Mock Mock - 4 years ago 108
C++ Question

Destructor and Constructor Ordering in C++

I have a short block of code as follows:

#include <iostream>

using namespace std;

class C {
public:
C() {i = 6; cout << "C0:" << i << endl;}

C(int i0) {i = i0; cout << "C1:" << i << endl;}

~C() {cout << "C2:" << i << endl;}
private:
int i;
};

class D {
public:
D() {cout << "D0" << endl;}
~D() {cout << "D1" << endl;}
private:
C c;
};

int main(int argc, char* argv[]) {
cout << "X" << endl;
D d;
cout << "Y" << endl;
}


The output of which is:


X
C0:6
D0
Y
D1
C2:6


My question is: why would the
C0:6
be created before the
D0
in this case?


I know that for an inherited class, the order is Base Constructor->Derived Constructor->Derived Destructor->Base Destructor. So, if
D
was inherited from
C
, then I would expect the ordering here.
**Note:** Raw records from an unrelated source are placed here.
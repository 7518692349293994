// SPDX-License-Identifier: LGPL-2.1-or-later
// Copyright (C) 2025 Shahzad A. Bhatti <bhatti@plexobject.com>
//
// This file is part of RowLease.
//
// RowLease is free software: you can redistribute it and/or modify
// it under the terms of the GNU Lesser General Public License as published by
// the Free Software Foundation, either version 2.1 of the License, or
// (at your option) any later version.
//
// RowLease is distributed in the hope that it will be useful,
// but WITHOUT ANY WARRANTY; without even the implied warranty of
// MERCHANTABILITY or FITNESS FOR A PARTICULAR PURPOSE. See the
// GNU Lesser General Public License for more details.
//
// You should have received a copy of the GNU Lesser General Public License
// along with RowLease. If not, see <https://www.gnu.org/licenses/>.

//! SQLite lock store.
//!
//! One `locks` table holds every namespace:
//!
//! ```sql
//! CREATE TABLE IF NOT EXISTS locks (
//!   namespace TEXT NOT NULL,
//!   lock_key TEXT NOT NULL,
//!   owner_id TEXT NOT NULL,
//!   version INTEGER NOT NULL,
//!   lease_duration_secs INTEGER NOT NULL,
//!   created_by_host TEXT NOT NULL DEFAULT '',
//!   created_by_user TEXT NOT NULL DEFAULT '',
//!   created_at TEXT,
//!   ttl INTEGER NOT NULL,
//!   PRIMARY KEY (namespace, lock_key)
//! );
//! ```
//!
//! - `ttl` is stored as UNIX epoch milliseconds, `created_at` as RFC 3339 text
//! - the conditional update is a single `INSERT .. ON CONFLICT DO UPDATE .. WHERE`
//!   statement, so the predicate and the write are one atomic step

use crate::store::{LockStore, UpdateCondition, WriteOutcome};
use crate::{coerce_datetime, datetime_from_millis, format_created_at, LockError, LockRecord, LockResult};
use async_trait::async_trait;
use sqlx::sqlite::{SqlitePool, SqlitePoolOptions, SqliteRow};
use sqlx::Row;
use std::time::Instant;
use tracing::{debug, instrument};

const RECORD_COLUMNS: &str =
    "lock_key, owner_id, version, lease_duration_secs, created_by_host, created_by_user, created_at, ttl";

/// SQLite-based lock store.
#[derive(Clone)]
pub struct SqliteLockStore {
    pool: SqlitePool,
}

impl SqliteLockStore {
    /// Connect and create the schema.
    ///
    /// `database_url` is any valid `sqlx` SQLite URL, e.g.:
    /// - `sqlite::memory:` (in-memory, single connection)
    /// - `sqlite://locks.db?mode=rwc`
    #[instrument(skip(database_url))]
    pub async fn new(database_url: &str) -> LockResult<Self> {
        // Every connection to `sqlite::memory:` opens its own database.
        let max_connections = if database_url.contains(":memory:") { 1 } else { 5 };
        let pool = SqlitePoolOptions::new()
            .max_connections(max_connections)
            .connect(database_url)
            .await
            .map_err(|e| LockError::BackendError(format!("failed to connect SQLite: {e}")))?;
        Self::from_pool(pool).await
    }

    /// Use an existing pool; the schema is created if missing.
    pub async fn from_pool(pool: SqlitePool) -> LockResult<Self> {
        sqlx::query(
            r#"
            CREATE TABLE IF NOT EXISTS locks (
              namespace TEXT NOT NULL,
              lock_key TEXT NOT NULL,
              owner_id TEXT NOT NULL,
              version INTEGER NOT NULL,
              lease_duration_secs INTEGER NOT NULL,
              created_by_host TEXT NOT NULL DEFAULT '',
              created_by_user TEXT NOT NULL DEFAULT '',
              created_at TEXT,
              ttl INTEGER NOT NULL,
              PRIMARY KEY (namespace, lock_key)
            );
        "#,
        )
        .execute(&pool)
        .await
        .map_err(|e| LockError::BackendError(format!("failed to create locks table: {e}")))?;

        Ok(Self { pool })
    }

    pub fn pool(&self) -> &SqlitePool {
        &self.pool
    }

    fn record_from_row(row: &SqliteRow) -> LockResult<LockRecord> {
        let version: i64 = row.try_get("version")?;
        let lease_duration_secs: i64 = row.try_get("lease_duration_secs")?;
        let created_at: Option<String> = row.try_get("created_at")?;
        let ttl: i64 = row.try_get("ttl")?;

        Ok(LockRecord {
            key: row.try_get("lock_key")?,
            owner_id: row.try_get("owner_id")?,
            version: u64::try_from(version)
                .map_err(|_| LockError::DeserializationError(format!("negative lock version {version}")))?,
            lease_duration_secs: u32::try_from(lease_duration_secs).map_err(|_| {
                LockError::DeserializationError(format!("invalid lease duration {lease_duration_secs}"))
            })?,
            created_by_host: row.try_get("created_by_host")?,
            created_by_user: row.try_get("created_by_user")?,
            created_at: created_at.as_deref().and_then(coerce_datetime),
            ttl: datetime_from_millis(ttl)
                .ok_or_else(|| LockError::DeserializationError(format!("invalid lock ttl {ttl}")))?,
        })
    }
}

fn version_param(version: u64) -> LockResult<i64> {
    i64::try_from(version).map_err(|_| LockError::SerializationError(format!("lock version {version} overflows")))
}

#[async_trait]
impl LockStore for SqliteLockStore {
    #[instrument(skip(self), fields(namespace = %namespace, lock_key = %key))]
    async fn get(&self, namespace: &str, key: &str) -> LockResult<Option<LockRecord>> {
        let row = sqlx::query(&format!(
            "SELECT {RECORD_COLUMNS} FROM locks WHERE namespace = ?1 AND lock_key = ?2"
        ))
        .bind(namespace)
        .bind(key)
        .fetch_optional(&self.pool)
        .await
        .map_err(|e| LockError::BackendError(format!("select lock: {e}")))?;

        row.as_ref().map(Self::record_from_row).transpose()
    }

    #[instrument(skip(self, record), fields(namespace = %namespace, lock_key = %record.key))]
    async fn put(&self, namespace: &str, record: &LockRecord) -> LockResult<()> {
        sqlx::query(
            r#"INSERT OR REPLACE INTO locks
               (namespace, lock_key, owner_id, version, lease_duration_secs,
                created_by_host, created_by_user, created_at, ttl)
               VALUES (?1, ?2, ?3, ?4, ?5, ?6, ?7, ?8, ?9)"#,
        )
        .bind(namespace)
        .bind(&record.key)
        .bind(&record.owner_id)
        .bind(version_param(record.version)?)
        .bind(i64::from(record.lease_duration_secs))
        .bind(&record.created_by_host)
        .bind(&record.created_by_user)
        .bind(record.created_at.map(format_created_at))
        .bind(record.ttl_millis())
        .execute(&self.pool)
        .await
        .map_err(|e| LockError::BackendError(format!("put lock: {e}")))?;
        Ok(())
    }

    #[instrument(
        skip(self, new_values, condition),
        fields(namespace = %namespace, lock_key = %new_values.key, version = new_values.version)
    )]
    async fn conditional_update(
        &self,
        namespace: &str,
        new_values: &LockRecord,
        condition: &UpdateCondition,
    ) -> LockResult<WriteOutcome<LockRecord>> {
        let start_time = Instant::now();
        // A NULL expected owner/version never matches, so an existing row
        // always blocks a write without a baseline.
        let expected_version = condition.expected_version.map(version_param).transpose()?;

        let row = sqlx::query(&format!(
            r#"INSERT INTO locks
               (namespace, lock_key, owner_id, version, lease_duration_secs,
                created_by_host, created_by_user, created_at, ttl)
               VALUES (?1, ?2, ?3, ?4, ?5, ?6, ?7, ?8, ?9)
               ON CONFLICT(namespace, lock_key) DO UPDATE SET
                 owner_id = excluded.owner_id,
                 version = excluded.version,
                 lease_duration_secs = excluded.lease_duration_secs,
                 created_by_host = excluded.created_by_host,
                 created_by_user = excluded.created_by_user,
                 created_at = excluded.created_at,
                 ttl = excluded.ttl
               WHERE locks.owner_id = ?10
                 AND locks.version = ?11
                 AND (?12 OR locks.owner_id = ?13)
               RETURNING {RECORD_COLUMNS}"#
        ))
        .bind(namespace)
        .bind(&new_values.key)
        .bind(&new_values.owner_id)
        .bind(version_param(new_values.version)?)
        .bind(i64::from(new_values.lease_duration_secs))
        .bind(&new_values.created_by_host)
        .bind(&new_values.created_by_user)
        .bind(new_values.created_at.map(format_created_at))
        .bind(new_values.ttl_millis())
        .bind(condition.expected_owner.as_deref())
        .bind(expected_version)
        .bind(condition.blocking_expired)
        .bind(&condition.new_owner)
        .fetch_optional(&self.pool)
        .await
        .map_err(|e| LockError::BackendError(format!("upsert lock: {e}")))?;

        let duration = start_time.elapsed();
        metrics::histogram!("rowlease_locks_sqlite_update_duration_seconds").record(duration.as_secs_f64());

        match row {
            Some(row) => {
                debug!(duration_ms = duration.as_millis(), "Lock row written");
                Ok(WriteOutcome::Applied(Self::record_from_row(&row)?))
            }
            None => {
                metrics::counter!("rowlease_locks_sqlite_condition_failed_total").increment(1);
                Ok(WriteOutcome::ConditionFailed)
            }
        }
    }

    #[instrument(skip(self), fields(namespace = %namespace, lock_key = %key))]
    async fn conditional_delete(
        &self,
        namespace: &str,
        key: &str,
        expected_owner: &str,
    ) -> LockResult<WriteOutcome<Option<LockRecord>>> {
        let row = sqlx::query(&format!(
            "DELETE FROM locks WHERE namespace = ?1 AND lock_key = ?2 AND owner_id = ?3 RETURNING {RECORD_COLUMNS}"
        ))
        .bind(namespace)
        .bind(key)
        .bind(expected_owner)
        .fetch_optional(&self.pool)
        .await
        .map_err(|e| LockError::BackendError(format!("delete lock: {e}")))?;

        match row {
            Some(row) => Ok(WriteOutcome::Applied(Some(Self::record_from_row(&row)?))),
            None => Ok(WriteOutcome::ConditionFailed),
        }
    }
}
However,
D
is not a subclass of
C
, from what I can tell; it simply contains an instance of the
C
class.

So in this case, why do I get the same output ordering as if
D
was a subclass of
C
?

There's clearly a fundamental rule I'm not understanding.

M.M M.M
Answer Source

The base class objects and member variables (in that order) are initialized before the statements in the constructor body are executed.

c is a member of D, so you see c's initialization before D's constructor body.

Destruction occurs in the opposite order of construction.